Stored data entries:
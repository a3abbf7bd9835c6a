//! HTTP client initialization.

use std::sync::Arc;
use std::time::Duration;

use reqwest::ClientBuilder;

use crate::config::Config;

/// Initializes the HTTP client used for reachability probes.
///
/// Creates a `reqwest::Client` configured with:
/// - User-Agent header from the config
/// - Request timeout equal to the probe deadline
///
/// The probe also enforces its own deadline, so the client timeout only
/// backs it up for callers that use the client directly.
///
/// # Errors
///
/// Returns a `reqwest::Error` if client creation fails.
pub fn init_client(config: &Config) -> Result<Arc<reqwest::Client>, reqwest::Error> {
    let client = ClientBuilder::new()
        .timeout(Duration::from_millis(config.probe_timeout_ms))
        .user_agent(config.user_agent.clone())
        .build()?;
    Ok(Arc::new(client))
}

> [TO DO] Starting at the first entry and ending at the last, reproduce each one exactly.

> [FINISHED EXERCISE]
repository a3abbf7bd9835c6a
//! HTTP client initialization.

use std::sync::Arc;
use std::time::Duration;

use reqwest::ClientBuilder;

use crate::config::Config;

/// Initializes the HTTP client used for reachability probes.
///
/// Creates a `reqwest::Client` configured with:
/// - User-Agent header from the config
/// - Request timeout equal to the probe deadline
///
/// The probe also enforces its own deadline, so the client timeout only
/// backs it up for callers that use the client directly.
///
/// # Errors
///
/// Returns a `reqwest::Error` if client creation fails.
pub fn init_client(config: &Config) -> Result<Arc<reqwest::Client>, reqwest::Error> {
    let client = ClientBuilder::new()
        .timeout(Duration::from_millis(config.probe_timeout_ms))
        .user_agent(config.user_agent.clone())
        .build()?;
    Ok(Arc::new(client))
}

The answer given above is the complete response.